That’s why a recent interview with controversial food history professor Alberto Grandi has caused such a stir. Grandi, who has been questioning the authenticity of Made in Italy staples like carbonara, Parmesan and even pizza for years, told the Financial Times that Italians’ obsession with their cuisine stems from an insecurity.
“When a community finds itself deprived of its sense of identity, because of whatever historical shock or fracture with its past, it invents traditions to act as founding myths,” he said, implying that the cult of food so many Italians subscribe to is built on false traditions.
“Italian cuisine really is more American than it is Italian,” he added, which is hard to swallow for Italians who often mock America’s fast-food culture.
Questioning the authenticity of the richness of Italy’s cuisine has left a bad taste in the mouth of the Italian government, and with good reason.
The same day Grandi’s article rocked the kitchens of Italy’s greatest chefs, Italy’s ministers of Culture and Agriculture officially entered Italian cuisine into candidacy for UNESCO World Heritage Site status, which will be decided in December 2025.
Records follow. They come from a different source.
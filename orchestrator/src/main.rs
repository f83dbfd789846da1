//! CodeFlow Orchestrator - Entry Point
//!
//! Plans, deploys, inspects and rolls back full-stack deployments.

use std::collections::HashMap;
use std::env;
use std::sync::Arc;

use anyhow::{anyhow, Context};
use colored::Colorize;
use serde::Serialize;
use tracing::{error, info};

use codeflow_orchestrator::blue_green::{BlueGreenOrchestrator, InMemoryRouter, ProbeTrafficMonitor};
use codeflow_orchestrator::filesys::dir::Dir;
use codeflow_orchestrator::filesys::file::File;
use codeflow_orchestrator::logs::init_logging;
use codeflow_orchestrator::models::analysis::{ComponentKind, RepoAnalysis};
use codeflow_orchestrator::models::state::{DeploymentFilter, DeploymentStatus};
use codeflow_orchestrator::orchestrator::{DeploymentPlan, StackOrchestrator};
use codeflow_orchestrator::probe::HttpProbeClient;
use codeflow_orchestrator::provision::{FixedEndpointProvisioner, ProvisionerSet};
use codeflow_orchestrator::storage::settings::Settings;
use codeflow_orchestrator::store::FileStateStore;
use codeflow_orchestrator::utils::version_info;

const DEFAULT_SETTINGS_FILE: &str = "codeflow.json";
const DEFAULT_LIST_LIMIT: usize = 20;

#[tokio::main]
async fn main() {
    // Parse command line arguments
    let args: Vec<String> = env::args().collect();
    let mut cli_args: HashMap<String, String> = HashMap::new();

    for arg in args.iter().skip(1) {
        if let Some((key, value)) = arg.split_once('=') {
            // Handle --key=value format
            let clean_key = key.trim_start_matches('-');
            cli_args.insert(clean_key.to_string(), value.to_string());
        } else if arg.starts_with("--") {
            // Handle standalone flags like --version
            let clean_key = arg.trim_start_matches('-');
            cli_args.insert(clean_key.to_string(), "true".to_string());
        }
    }

    // Print version and exit
    if cli_args.contains_key("version") {
        match serde_json::to_string_pretty(&version_info()) {
            Ok(version) => println!("{}", version),
            Err(e) => eprintln!("{} {}", "error:".red().bold(), e),
        }
        return;
    }

    if let Err(e) = run(&cli_args).await {
        error!("{:#}", e);
        eprintln!("{} {:#}", "error:".red().bold(), e);
        std::process::exit(1);
    }
}

async fn run(cli_args: &HashMap<String, String>) -> anyhow::Result<()> {
    let settings = load_settings(cli_args).await?;

    // Initialize logging; the guard flushes file logs on exit
    let _guard = match init_logging(settings.log_options()) {
        Ok(guard) => guard,
        Err(e) => {
            eprintln!("Failed to initialize logging: {e}");
            None
        }
    };

    if cli_args.contains_key("plan") {
        let analysis = read_analysis(cli_args).await?;
        let plan = DeploymentPlan::from_analysis(&analysis).context("Invalid analysis")?;
        return print_json(&plan);
    }

    let stack = Arc::new(build_stack(&settings).await?);

    if cli_args.contains_key("deploy") {
        let analysis = read_analysis(cli_args).await?;

        if cli_args.contains_key("blue-green") {
            let probe = Arc::new(HttpProbeClient::new(settings.probe_timeout())?);
            let blue_green = BlueGreenOrchestrator::new(
                stack.clone(),
                Arc::new(InMemoryRouter::new()),
                Arc::new(ProbeTrafficMonitor::new(
                    probe,
                    settings.blue_green.monitor_probes,
                )),
                settings.blue_green_config(),
            );
            let outcome = blue_green
                .deploy(&analysis, cli_args.get("blue").cloned())
                .await;
            print_json(&outcome)?;
            return verdict(outcome.success(), &format!("blue/green {}", outcome.status));
        }

        let result = stack.deploy_full_stack_application(&analysis).await;
        print_json(&result)?;
        return verdict(
            result.success,
            result
                .error_message
                .as_deref()
                .unwrap_or("deployment completed"),
        );
    }

    if let Some(deployment_id) = cli_args.get("status") {
        let report = stack
            .get_deployment_status(deployment_id)
            .await
            .with_context(|| format!("Unable to read deployment {}", deployment_id))?;
        print_json(&report)?;
        return verdict(
            report.overall_healthy,
            &format!("{} is {}", deployment_id, report.state.status),
        );
    }

    if let Some(deployment_id) = cli_args.get("rollback") {
        let component = cli_args
            .get("component")
            .map(|c| c.parse::<ComponentKind>())
            .transpose()
            .map_err(|e| anyhow!(e))?;
        let report = stack
            .rollback(deployment_id, component)
            .await
            .with_context(|| format!("Unable to roll back {}", deployment_id))?;
        print_json(&report)?;
        return verdict(report.success(), &report.summary());
    }

    if let Some(green_id) = cli_args.get("rollback-traffic") {
        let probe = Arc::new(HttpProbeClient::new(settings.probe_timeout())?);
        let blue_green = BlueGreenOrchestrator::new(
            stack.clone(),
            Arc::new(InMemoryRouter::new()),
            Arc::new(ProbeTrafficMonitor::new(probe, settings.blue_green.monitor_probes)),
            settings.blue_green_config(),
        );
        let rolled_back = blue_green.rollback_deployment(green_id).await?;
        let message = if rolled_back {
            "traffic routed back to blue"
        } else {
            "already rolled back"
        };
        return verdict(true, message);
    }

    if cli_args.contains_key("list") {
        let filter = DeploymentFilter {
            status: cli_args
                .get("status-filter")
                .map(|s| s.parse::<DeploymentStatus>())
                .transpose()
                .map_err(|e| anyhow!(e))?,
            stack_type: cli_args.get("stack-type").cloned(),
        };
        let limit = match cli_args.get("limit") {
            Some(limit) => limit
                .parse::<usize>()
                .with_context(|| format!("Invalid limit: {}", limit))?,
            None => DEFAULT_LIST_LIMIT,
        };

        for state in stack.list_deployments(&filter, limit).await? {
            let status = match state.status {
                DeploymentStatus::Completed => state.status.as_str().green(),
                DeploymentStatus::Failed => state.status.as_str().red(),
                _ => state.status.as_str().yellow(),
            };
            println!(
                "{}  {:<12}  {:<16}  {}",
                state.deployment_id,
                status,
                state.metadata_str("app_name").unwrap_or("-"),
                state.created_at.to_rfc3339()
            );
        }
        return Ok(());
    }

    Err(anyhow!(
        "No command given. Use --version, --plan, --deploy, --status=<id>, --rollback=<id>, --rollback-traffic=<id> or --list"
    ))
}

async fn load_settings(cli_args: &HashMap<String, String>) -> anyhow::Result<Settings> {
    match cli_args.get("settings") {
        Some(path) => Ok(Settings::load(&File::new(path)).await?),
        None => {
            let file = File::new(DEFAULT_SETTINGS_FILE);
            if file.exists().await {
                Ok(Settings::load(&file).await?)
            } else {
                Ok(Settings::default())
            }
        }
    }
}

async fn read_analysis(cli_args: &HashMap<String, String>) -> anyhow::Result<RepoAnalysis> {
    let path = cli_args
        .get("analysis")
        .ok_or_else(|| anyhow!("--analysis=<file> is required"))?;
    File::new(path)
        .read_json::<RepoAnalysis>()
        .await
        .with_context(|| format!("Unable to read analysis file {}", path))
}

async fn build_stack(settings: &Settings) -> anyhow::Result<StackOrchestrator> {
    let store = FileStateStore::open(Dir::new(&settings.state_dir))
        .await
        .with_context(|| format!("Unable to open state directory {}", settings.state_dir))?;
    let client = Arc::new(HttpProbeClient::new(settings.probe_timeout())?);

    let endpoints = &settings.endpoints;
    let mut database =
        FixedEndpointProvisioner::new(ComponentKind::Database, endpoints.database_endpoint.clone());
    if let Some(connection_string) = &endpoints.database_connection_string {
        database = database.with_connection_string(connection_string);
    }
    let provisioners = ProvisionerSet::new()
        .with(Arc::new(database))
        .with(Arc::new(FixedEndpointProvisioner::new(
            ComponentKind::Api,
            endpoints.api_endpoint.clone(),
        )))
        .with(Arc::new(FixedEndpointProvisioner::new(
            ComponentKind::Frontend,
            endpoints.frontend_url.clone(),
        )));

    info!("Using state store at {}", settings.state_dir);
    Ok(StackOrchestrator::new(
        Arc::new(store),
        provisioners,
        client.clone(),
        client,
        settings.orchestrator_options(),
    ))
}

fn print_json<T: Serialize>(value: &T) -> anyhow::Result<()> {
    println!("{}", serde_json::to_string_pretty(value)?);
    Ok(())
}

fn verdict(success: bool, message: &str) -> anyhow::Result<()> {
    if success {
        println!("{} {}", "ok:".green().bold(), message);
        Ok(())
    } else {
        Err(anyhow!("{}", message.to_string()))
    }
}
The government has also said they will appoint a sort of czar of cuisine to help Italian restaurants and food producers stay in line with the standards and traditions of the country’s culinary history.
‘Mosaic of traditions’
Culture Minister Gennaro Sangiuliano and Agriculture Minister Francesco Lollobrigida announced the UNESCO candidacy, based on a “combination of social practices, rituals and gestures based on the many local flavors that, without hierarchy, identify it,” at a press conference on March 23.
The ministries also applied to have Italian cuisine recognized for the 2023 UNESCO Representative List of Intangible Cultural Heritage of Humanity. “We have two years ahead of us in which we will have to promote our food in Italy and in the world, we hope it will see collective participation” Gianmarco Mazzi, undersecretary of the Ministry of Culture said.
The group presented a dossier written by Pier Luigi Petrillo, a professor at Rome Luiss University, who wrote about the “mosaic of traditions” that, he says, “reflects the country’s biocultural diversity and is based on the common denominator of conceiving the moment of preparation and consumption of the meal as an occasion for sharing and talking.”
The only problem is that Grandi’s now viral theories on Italian food—including that the classic Roman pasta dish carbonara is actually an American invention, and that real Italian Parmesan has shifted so far from tradition that you can only find anything close to what it is supposed to be in the US state of Wisconsin—undercut the nomination.
Grandi told La Repubblica news outlet that there is “a lot of bullsh*t” in the UNESCO application dossier and that he actually fears that Italy may win the coveted designation for its food.
“What happens if we get it? Those who love it will continue to love it and those who don’t like it will continue to dislike it,” he said.